===== Source information
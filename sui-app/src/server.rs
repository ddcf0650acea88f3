//! HTTP server wiring: state construction, layers, lifecycle.

use crate::assistant::{GeminiReplyGenerator, ReplyGenerator};
use crate::config::BotConfig;
use crate::cycle::{run_cycle, CycleDeps};
use crate::routes;
use crate::state::SqliteStateStore;
use anyhow::Result;
use axum::http::{HeaderMap, Request, StatusCode};
use axum::response::Response;
use axum::Extension;
use std::net::SocketAddr;
use std::path::PathBuf;
use std::sync::Arc;
use std::time::Duration;
use sui_llm::GeminiClient;
use sui_youtube::{CredentialStore, LiveChatClient, OAuthClient, RetryPolicy, TokenManager};
use tower::limit::GlobalConcurrencyLimitLayer;
use tower_http::classify::ServerErrorsFailureClass;
use tower_http::request_id::{MakeRequestUuid, PropagateRequestIdLayer, SetRequestIdLayer};
use tower_http::timeout::TimeoutLayer;
use tower_http::trace::TraceLayer;

const HTTP_MAX_IN_FLIGHT: usize = 32;
/// A run cycle makes up to three upstream calls, each with its own 30s
/// timeout plus optional retries.
const HTTP_REQUEST_TIMEOUT: Duration = Duration::from_secs(120);

pub struct AppState {
    pub cfg: BotConfig,
    pub oauth: OAuthClient,
    pub live_chat: Arc<LiveChatClient>,
    pub generator: Arc<dyn ReplyGenerator>,
    pub store: Arc<SqliteStateStore>,
    pub run_lock: tokio::sync::Mutex<()>,
}

pub async fn build_state(cfg: BotConfig) -> Result<Arc<AppState>> {
    let store = Arc::new(SqliteStateStore::open(&cfg.server.state_db).await?);
    if let Some(token) = cfg.chat.refresh_token.as_deref() {
        if store.seed_refresh_token(token).await? {
            tracing::info!("seeded refresh token from configuration");
        }
    }

    let oauth = OAuthClient::new(
        &cfg.oauth.client_id,
        &cfg.oauth.client_secret,
        &cfg.oauth.redirect_uri,
    );
    let credentials: Arc<dyn CredentialStore> = store.clone();
    let tokens = Arc::new(TokenManager::new(oauth.clone(), credentials));
    let live_chat = Arc::new(LiveChatClient::new(
        tokens,
        RetryPolicy {
            attempts: cfg.upstream.retry_attempts,
        },
    ));
    let generator: Arc<dyn ReplyGenerator> = Arc::new(GeminiReplyGenerator::new(
        GeminiClient::new(
            &cfg.gemini.api_key,
            &cfg.gemini.model,
            cfg.gemini.temperature,
            cfg.gemini.max_output_tokens,
        ),
        &cfg.chat.bot_name,
    ));

    Ok(Arc::new(AppState {
        cfg,
        oauth,
        live_chat,
        generator,
        store,
        run_lock: tokio::sync::Mutex::new(()),
    }))
}

pub async fn serve(config_path: Option<PathBuf>) -> Result<()> {
    let cfg = BotConfig::load(config_path).await?;
    tracing::info!(
        port = cfg.server.port,
        model = %cfg.gemini.model,
        bot_name = %cfg.chat.bot_name,
        trigger_count = cfg.chat.triggers.len(),
        context_policy = ?cfg.chat.context_policy,
        retry_attempts = cfg.upstream.retry_attempts,
        live_chat_configured = !cfg.chat.live_chat_id.trim().is_empty(),
        state_db = %cfg.server.state_db,
        "server configuration loaded"
    );

    let addr = SocketAddr::from(([0, 0, 0, 0], cfg.server.port));
    let listener = preflight_bind_listener(addr).await?;
    let state = build_state(cfg).await?;

    let trace_layer = TraceLayer::new_for_http()
        .make_span_with(|request: &Request<_>| {
            tracing::info_span!(
                "http.request",
                method = %request.method(),
                uri = %request.uri(),
                request_id = %request_id_from_headers(request.headers())
            )
        })
        .on_response(
            |response: &Response, latency: Duration, _span: &tracing::Span| {
                tracing::info!(
                    status = response.status().as_u16(),
                    latency_ms = latency.as_millis() as u64,
                    "http request completed"
                );
            },
        )
        .on_failure(
            |error: ServerErrorsFailureClass, latency: Duration, _span: &tracing::Span| {
                tracing::error!(
                    error_class = %error,
                    latency_ms = latency.as_millis() as u64,
                    "http request failed"
                );
            },
        );

    let app = routes::router()
        .layer(Extension(state))
        .layer(GlobalConcurrencyLimitLayer::new(HTTP_MAX_IN_FLIGHT))
        .layer(TimeoutLayer::with_status_code(
            StatusCode::REQUEST_TIMEOUT,
            HTTP_REQUEST_TIMEOUT,
        ))
        .layer(trace_layer)
        .layer(PropagateRequestIdLayer::x_request_id())
        .layer(SetRequestIdLayer::x_request_id(MakeRequestUuid));

    tracing::info!(%addr, "suisui serving");
    axum::serve(listener, app)
        .with_graceful_shutdown(shutdown_signal())
        .await?;
    tracing::info!("http server shutdown completed");
    Ok(())
}

/// Validate config and report the effective settings.
pub async fn doctor(config_path: Option<PathBuf>) -> Result<()> {
    let cfg = BotConfig::load(config_path).await?;
    tracing::info!(
        model = %cfg.gemini.model,
        bot_name = %cfg.chat.bot_name,
        triggers = ?cfg.chat.triggers,
        context_policy = ?cfg.chat.context_policy,
        live_chat_configured = !cfg.chat.live_chat_id.trim().is_empty(),
        refresh_token_seeded = cfg.chat.refresh_token.is_some(),
        state_db = %cfg.server.state_db,
        "config ok"
    );
    Ok(())
}

/// Execute one run cycle from the shell and print the structured outcome.
pub async fn run_once(config_path: Option<PathBuf>) -> Result<()> {
    let cfg = BotConfig::load(config_path).await?;
    let state = build_state(cfg).await?;

    let deps = CycleDeps {
        chat: state.live_chat.as_ref(),
        generator: state.generator.as_ref(),
        dedupe: state.store.as_ref(),
    };
    let outcome = run_cycle(deps, &state.cfg.chat)
        .await
        .map_err(|e| anyhow::anyhow!("run cycle failed: {e}"))?;

    println!("{}", serde_json::to_string_pretty(&outcome)?);
    Ok(())
}

async fn preflight_bind_listener(addr: SocketAddr) -> Result<tokio::net::TcpListener> {
    let listener = tokio::net::TcpListener::bind(addr)
        .await
        .map_err(|e| anyhow::anyhow!("preflight bind failed for {addr}: {e}"))?;
    tracing::info!(%addr, "preflight bind check passed");
    Ok(listener)
}

fn request_id_from_headers(headers: &HeaderMap) -> String {
    headers
        .get("x-request-id")
        .and_then(|v| v.to_str().ok())
        .map(|v| v.to_string())
        .unwrap_or_else(|| "missing".to_string())
}

async fn shutdown_signal() {
    #[cfg(unix)]
    {
        use tokio::signal::unix::{SignalKind, signal};
        let mut terminate = match signal(SignalKind::terminate()) {
            Ok(sig) => sig,
            Err(e) => {
                tracing::error!(error = %e, "failed to install SIGTERM handler; falling back to ctrl_c only");
                if let Err(ctrlc_err) = tokio::signal::ctrl_c().await {
                    tracing::error!(error = %ctrlc_err, "failed to await ctrl-c signal");
                }
                return;
            }
        };
        tokio::select! {
            _ = tokio::signal::ctrl_c() => {
                tracing::warn!("received ctrl-c; beginning graceful shutdown");
            }
            _ = terminate.recv() => {
                tracing::warn!("received SIGTERM; beginning graceful shutdown");
            }
        }
    }
    #[cfg(not(unix))]
    {
        if let Err(e) = tokio::signal::ctrl_c().await {
            tracing::error!(error = %e, "failed to await ctrl-c signal");
        } else {
            tracing::warn!("received ctrl-c; beginning graceful shutdown");
        }
    }
}
use thiserror::Error;

#[derive(Debug, Error)]
pub enum ChatError {
    #[error("configuration error: {0}")]
    Config(String),

    #[error("auth error: {0}")]
    Auth(String),

    #[error("upstream error: status={status} body={body}")]
    Upstream { status: u16, body: String },

    #[error("upstream timeout: {0}")]
    Timeout(String),

    #[error("transport error: {0}")]
    Transport(String),

    #[error("state store error: {0}")]
    Storage(String),
}

impl From<reqwest::Error> for ChatError {
    fn from(e: reqwest::Error) -> Self {
        if e.is_timeout() {
            Self::Timeout(e.to_string())
        } else {
            Self::Transport(e.to_string())
        }
    }
}
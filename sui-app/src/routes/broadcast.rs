use crate::server::AppState;
use axum::http::StatusCode;
use axum::response::{IntoResponse, Response};
use axum::routing::get;
use axum::Extension;
use std::sync::Arc;

pub fn router() -> axum::Router {
    axum::Router::new().route("/livechatid", get(get_live_chat_id))
}

#[tracing::instrument(level = "info", skip_all)]
async fn get_live_chat_id(Extension(state): Extension<Arc<AppState>>) -> Response {
    match state.live_chat.resolve_active_chat_id().await {
        Ok(Some(id)) => (StatusCode::OK, id.into_inner()).into_response(),
        Ok(None) => (StatusCode::NOT_FOUND, "no active broadcast").into_response(),
        Err(e) => {
            tracing::warn!(%e, "live chat id resolution failed");
            (StatusCode::INTERNAL_SERVER_ERROR, e.to_string()).into_response()
        }
    }
}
==========
### What to do
Which lines in the data above hold the string "failed"? Return each of them.

### Answer below
                    "http request failed"
        .map_err(|e| anyhow::anyhow!("run cycle failed: {e}"))?;
        .map_err(|e| anyhow::anyhow!("preflight bind failed for {addr}: {e}"))?;
                tracing::error!(error = %e, "failed to install SIGTERM handler; falling back to ctrl_c only");
                    tracing::error!(error = %ctrlc_err, "failed to await ctrl-c signal");
            tracing::error!(error = %e, "failed to await ctrl-c signal");
            tracing::warn!(%e, "live chat id resolution failed");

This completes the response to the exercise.